Жизнь в городе стала мне не по карману. Я перебрался за Чуркин мыс, за сопки, в бухту Улисс. Где жить, мне стало уже безразлично: у бухты этой было, по крайней мере, красивое имя. Рядом с моим домиком, еще выше в гору, находилось кладбище, и на нем, в двух лачугах, ютились сестры женского монастыря. При монастыре жил батюшка, восьмидесятилетний слепой священник, всё еще отправлявший требы. Я любил слушать, как он служит на могилах.
Позвольте привести мои стихи об этом кладбище, посреди которого, обсосанный тайфунами, высился гранитный памятник защитникам «Варяга». Я люблю это стихотворение, но его почему-то нигде не печатают.
КЛАДБИЩЕ НА УЛИССЕ
Подует ветер из проклятых нор
Пустынной вулканической Камчатки,
Натянет он туман на зубья гор,
Как замшевые серые перчатки.
Сирена зарыдает на мысу,
Взывая к пароходов каравану.
На кладбище, затерянном в лесу,
Невмоготу покойникам… Восстанут.
Монахиня увидит: поднялись
Могучие защитники «Варяга»,
Завихрились, туманом завились
И носятся белесою ватагой.
И прочитает «Да воскреснет Бог»,
И вновь туман плывет текучей глиной,
Он на кресте пошевелит венок,
Где выцветает имя — Флорентина.
Встает бледна, светла и холодна,
В светящемся невестином наряде…
Двенадцать лет она уже одна,
Двенадцать лет под мрамором, в ограде.
О, если б оторваться да креста,
Лететь, лететь, как листья те летели,
Стремительным кружением листа,
В уют жилья, в тепло большой постели!
И розоветь, как пар в лучах зари,
И оживать, и наливаться телом,
Но дальние заныли звонари,
За сопками, в тумане мутно-белом.
И прячется в истлевшие гроба
Летучая свистящая ватага…
Трубит в трубу, тайфун его труба,
Огромный боцман у креста «Варяга».
Бухта Улисс, 1923 год.
А вот еще одни стихи, написанные тоже в бухте Улисс уже зимою:
Я живу в обветшалом доме
У залива.
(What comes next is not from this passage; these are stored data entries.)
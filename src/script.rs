//! Session scripts: CSV rows decoded into engine commands.
//!
//! A script replays a shift without a keyboard. Each row names an `op`
//! and fills in only the columns that op needs:
//!
//! ```text
//! op,id,name,price,table,items,decision
//! add,4,Soup,120.00,,,
//! order,,,,7,1:2;3:1,
//! process,,,,,,accept
//! revenue,,,,,,
//! ```
//!
//! `items` is a `;`-separated list of `item_id:quantity` pairs.

use std::io::Read;
use std::path::Path;

use rust_decimal::Decimal;
use serde::Deserialize;
use tracing::{info, warn};

use crate::command::{AddMenuEntry, Command, LineRequest, PlaceOrder};
use crate::error::PalaceError;
use crate::order::Decision;

/// Raw CSV row of a session script
#[derive(Debug, Default, Deserialize)]
pub struct ScriptRow {
    pub op: String,
    pub id: Option<u64>,
    pub name: Option<String>,
    #[serde(default, with = "rust_decimal::serde::str_option")]
    pub price: Option<Decimal>,
    pub table: Option<u32>,
    pub items: Option<String>,
    pub decision: Option<String>,
}

impl ScriptRow {
    /// Convert raw row to a typed command.
    ///
    /// Returns `None` for unknown ops or when a required column is missing.
    pub fn to_command(&self) -> Option<Command> {
        match self.op.trim().to_ascii_lowercase().as_str() {
            "add" => Some(Command::AddMenuEntry(AddMenuEntry {
                id: self.id?,
                name: self.name.as_deref()?.trim().to_string(),
                price: self.price?,
            })),
            "remove" => Some(Command::RemoveMenuEntry { id: self.id? }),
            "menu" => Some(Command::ListMenuSorted),
            "search" => Some(Command::SearchByPrice { price: self.price? }),
            "order" => Some(Command::PlaceOrder(PlaceOrder {
                table: self.table?,
                lines: parse_items(self.items.as_deref().unwrap_or(""))?,
            })),
            "process" => Some(Command::ProcessNextOrder {
                decision: parse_decision(self.decision.as_deref()?)?,
            }),
            "pending" => Some(Command::ListPendingOrders),
            "history" => Some(Command::ListOrderHistory),
            "revenue" => Some(Command::GetRevenue),
            _ => None,
        }
    }
}

/// Parse `1:2;3:1` into line requests. An empty string is an empty order.
pub fn parse_items(items: &str) -> Option<Vec<LineRequest>> {
    items
        .split(';')
        .map(str::trim)
        .filter(|pair| !pair.is_empty())
        .map(|pair| {
            let (id, qty) = pair.split_once(':')?;
            Some(LineRequest {
                item_id: id.trim().parse().ok()?,
                quantity: qty.trim().parse().ok()?,
            })
        })
        .collect()
}

/// Accepts `accept`/`reject` and the console's `yes`/`no`.
pub fn parse_decision(word: &str) -> Option<Decision> {
    match word.trim().to_ascii_lowercase().as_str() {
        "accept" | "yes" | "y" => Some(Decision::Accept),
        "reject" | "no" | "n" => Some(Decision::Reject),
        _ => None,
    }
}

/// Decode every usable row of a script.
///
/// Undecodable rows are skipped with a warning.
pub fn read_script<R: Read>(reader: R) -> Result<Vec<Command>, PalaceError> {
    let mut csv = csv::ReaderBuilder::new()
        .trim(csv::Trim::All)
        .flexible(true)
        .from_reader(reader);
    let mut commands = Vec::new();

    for (line, row) in csv.deserialize::<ScriptRow>().enumerate() {
        let row = match row {
            Ok(row) => row,
            Err(err) => {
                warn!(row = line + 1, error = %err, "skipping unreadable script row");
                continue;
            }
        };
        match row.to_command() {
            Some(cmd) => commands.push(cmd),
            None => warn!(row = line + 1, op = %row.op, "skipping incomplete script row"),
        }
    }

    Ok(commands)
}

/// Load a script from disk.
pub fn load_script(path: impl AsRef<Path>) -> Result<Vec<Command>, PalaceError> {
    let path = path.as_ref();
    let commands = read_script(std::fs::File::open(path)?)?;
    info!(path = %path.display(), commands = commands.len(), "script loaded");
    Ok(commands)
}
use crossterm::{
    event::{self, Event, KeyCode, KeyEventKind},
    execute,
    terminal::{disable_raw_mode, enable_raw_mode, EnterAlternateScreen, LeaveAlternateScreen},
};
use food_palace::seed::default_menu;
use food_palace::terminal::render_event;
use food_palace::{
    Command, Decision, Engine, LineRequest, MenuEntry, Order, OrderStatus, PlaceOrder,
};
use ratatui::{
    prelude::*,
    widgets::{Block, Borders, Paragraph},
};
use rust_decimal::Decimal;
use std::sync::atomic::{AtomicBool, AtomicU64, Ordering};
use std::sync::{Arc, Mutex, PoisonError};
use std::thread;
use std::{io, time::Duration};
use tracing::warn;

const FEED_INTERVAL: Duration = Duration::from_millis(1500);
const MAX_PENDING: usize = 12;

struct Shared {
    engine: Mutex<Engine>,
    orders_fed: AtomicU64,
    running: AtomicBool,
}

/// What one frame shows, copied out under the lock
struct Snapshot {
    menu: Vec<MenuEntry>,
    pending: Vec<Order>,
    next_table: Option<u32>,
    history: Vec<Order>,
    revenue: Decimal,
}

impl Snapshot {
    fn take(engine: &Engine) -> Self {
        Self {
            menu: engine.catalog.sorted_view(),
            pending: engine.pipeline.pending().cloned().collect(),
            next_table: engine.pipeline.peek_next().map(|o| o.table),
            history: engine.pipeline.history().take(15).cloned().collect(),
            revenue: engine.revenue(),
        }
    }
}

fn lock(shared: &Shared) -> std::sync::MutexGuard<'_, Engine> {
    shared.engine.lock().unwrap_or_else(PoisonError::into_inner)
}

/// Synthetic customers: a random table orders one to three dishes.
fn run_feed(shared: Arc<Shared>) {
    let mut rng = 12345u64; // Simple LCG

    while shared.running.load(Ordering::Relaxed) {
        thread::sleep(FEED_INTERVAL);

        let mut engine = lock(&shared);
        if engine.pending_count() >= MAX_PENDING {
            continue;
        }
        let ids: Vec<u64> = engine.catalog.iter().map(|e| e.id).collect();
        if ids.is_empty() {
            continue;
        }

        rng = rng.wrapping_mul(6364136223846793005).wrapping_add(1);
        // High bits only (LCG low bits are poor)
        let r = rng >> 33;
        let line_count = 1 + (r % 3) as usize;
        let lines = (0..line_count)
            .map(|i| LineRequest {
                item_id: ids[((r >> (i * 4)) as usize) % ids.len()],
                quantity: 1 + ((r >> (i * 3)) % 4) as u32,
            })
            .collect();

        engine.process_command(Command::PlaceOrder(PlaceOrder {
            table: 1 + (r % 20) as u32,
            lines,
        }));
        shared.orders_fed.fetch_add(1, Ordering::Relaxed);
    }
}

fn render_menu(menu: &[MenuEntry]) -> String {
    menu.iter()
        .map(|e| format!("{:>3}. {:<14} Rs.{:>8}\n", e.id, e.name, e.price))
        .collect()
}

fn render_order(order: &Order) -> String {
    let items: Vec<String> = order
        .lines
        .iter()
        .map(|l| format!("{} x{}", l.name, l.quantity))
        .collect();
    let total = order.total().map_or_else(|| "overflow".to_string(), |t| t.to_string());
    format!("#{:<4} T{:<3} Rs.{:>8}  {}\n", order.ticket, order.table, total, items.join(", "))
}

fn main() -> Result<(), Box<dyn std::error::Error>> {
    // Setup terminal
    enable_raw_mode()?;
    let mut stdout = io::stdout();
    execute!(stdout, EnterAlternateScreen)?;
    let backend = CrosstermBackend::new(stdout);
    let mut terminal = Terminal::new(backend)?;

    let shared = Arc::new(Shared {
        engine: Mutex::new(Engine::with_menu(default_menu())),
        orders_fed: AtomicU64::new(0),
        running: AtomicBool::new(true),
    });
    let feed = {
        let shared = Arc::clone(&shared);
        thread::spawn(move || run_feed(shared))
    };

    let mut last_message = String::from("Waiting for orders...");

    loop {
        // Handle input
        if event::poll(Duration::from_millis(100))? {
            if let Event::Key(key) = event::read()? {
                if key.kind == KeyEventKind::Press {
                    let decision = match key.code {
                        KeyCode::Char('q') => break,
                        KeyCode::Char('a') => Some(Decision::Accept),
                        KeyCode::Char('r') => Some(Decision::Reject),
                        _ => None,
                    };
                    if let Some(decision) = decision {
                        let cmd = Command::ProcessNextOrder { decision };
                        let events = lock(&shared).process_command(cmd);
                        if let Some(event) = events.first() {
                            last_message = render_event(event);
                        }
                    }
                }
            }
        }

        let snapshot = Snapshot::take(&lock(&shared));
        let fed = shared.orders_fed.load(Ordering::Relaxed);

        terminal.draw(|f| {
            let chunks = Layout::default()
                .direction(Direction::Vertical)
                .margin(1)
                .constraints(
                    [
                        Constraint::Length(3), // Header
                        Constraint::Min(10),   // Menu + queues
                        Constraint::Length(5), // Stats
                    ]
                    .as_ref(),
                )
                .split(f.size());

            // 1. Header
            let header = Block::default()
                .borders(Borders::ALL)
                .title("FOOD PALACE Kitchen Dashboard");
            let title = Paragraph::new("'a' accept next | 'r' reject next | 'q' quit")
                .block(header)
                .alignment(Alignment::Center)
                .style(Style::default().fg(Color::Cyan));
            f.render_widget(title, chunks[0]);

            // 2. Menu, pending queue, history
            let body = Layout::default()
                .direction(Direction::Horizontal)
                .constraints([
                    Constraint::Percentage(25),
                    Constraint::Percentage(40),
                    Constraint::Percentage(35),
                ])
                .split(chunks[1]);

            let menu_widget = Paragraph::new(render_menu(&snapshot.menu))
                .block(Block::default().borders(Borders::ALL).title("MENU (by price)"));

            let pending_text: String = snapshot.pending.iter().map(render_order).collect();
            let pending_widget = Paragraph::new(pending_text).block(
                Block::default()
                    .borders(Borders::ALL)
                    .title(match snapshot.next_table {
                        Some(table) => {
                            format!("PENDING ({}) next: table {}", snapshot.pending.len(), table)
                        }
                        None => "PENDING (0)".to_string(),
                    })
                    .style(Style::default().fg(Color::Yellow)),
            );

            let history_lines: Vec<Line> = snapshot
                .history
                .iter()
                .map(|order| {
                    let color = match order.status() {
                        OrderStatus::Approved => Color::Green,
                        _ => Color::Red,
                    };
                    let text = render_order(order).trim_end().to_string();
                    Line::styled(text, Style::default().fg(color))
                })
                .collect();
            let history_widget = Paragraph::new(history_lines)
                .block(Block::default().borders(Borders::ALL).title("HISTORY (latest first)"));

            f.render_widget(menu_widget, body[0]);
            f.render_widget(pending_widget, body[1]);
            f.render_widget(history_widget, body[2]);

            // 3. Stats
            let stats_text = format!(
                "Total Income of the Day: Rs.{}\nOrders fed: {}\nLast action: {}",
                snapshot.revenue, fed, last_message
            );
            let stats_block = Paragraph::new(stats_text)
                .block(Block::default().borders(Borders::ALL).title("Billing"))
                .style(Style::default().fg(Color::Green));
            f.render_widget(stats_block, chunks[2]);
        })?;
    }

    shared.running.store(false, Ordering::Relaxed);
    let feed_result = join_feed(feed);

    // Restore terminal
    disable_raw_mode()?;
    execute!(terminal.backend_mut(), LeaveAlternateScreen)?;
    feed_result?;
    Ok(())
}

/// Wait for the feed thread; a panic there becomes an error.
fn join_feed(feed: thread::JoinHandle<()>) -> Result<(), String> {
    feed.join().map_err(|panic| {
        let reason = panic
            .downcast_ref::<&str>()
            .map(|s| s.to_string())
            .or_else(|| panic.downcast_ref::<String>().cloned())
            .unwrap_or_else(|| "unknown panic".to_string());
        warn!(%reason, "order feed thread panicked");
        format!("order feed thread panicked: {}", reason)
    })
}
Залив замерз.
А за ним, в голубой истоме,
Снеговой лиловатый торс.
Та вершина уже в Китае,
До нее восемнадцать миль.
Золотящаяся, золотая,
Рассыпающаяся пыль!
Я у проруби, в полушубке,
На уступах ледяных глыб —
Вынимаю из темной глуби
Узкомордых, крыластых рыб.
А под вечер, когда иголки
В щеки вкалываются остро,
Я уйду: у меня на полке
Как Евангелие — «Костер».
Вечер длится, и рдеет книга.
Я — старательная пчела.
И огромная капля мига
Металлически тяжела.
А наутро, когда мне надо
Разметать занесенный двор,
На востоке горы громада —
Разгорающийся костер.
Я гляжу: золотая глыба,
Великанова голова.
И редеет, и плещет рыбой
Розовеющая синева.
И опять я иду на льдины,
И разметываю лесу,
И гляжу на огни вершины,
На нетлеющую красу…
Если сердце тоска затянет
Под ленивый наважий клев —
Словно оклик вершины грянет
Грозным именем: Гумилев!
Конец моей жизни во Владивостоке загибается к ее началу, как хвост змеи к ее голове. В городе осталась одна лишь некоммунистическая газета, а именно «Голос Родины», где когда-то я напечатал свое первое стихотворение. Редактор-издатель ее М.Н. Вознесенский стал печатать мои фельетоны.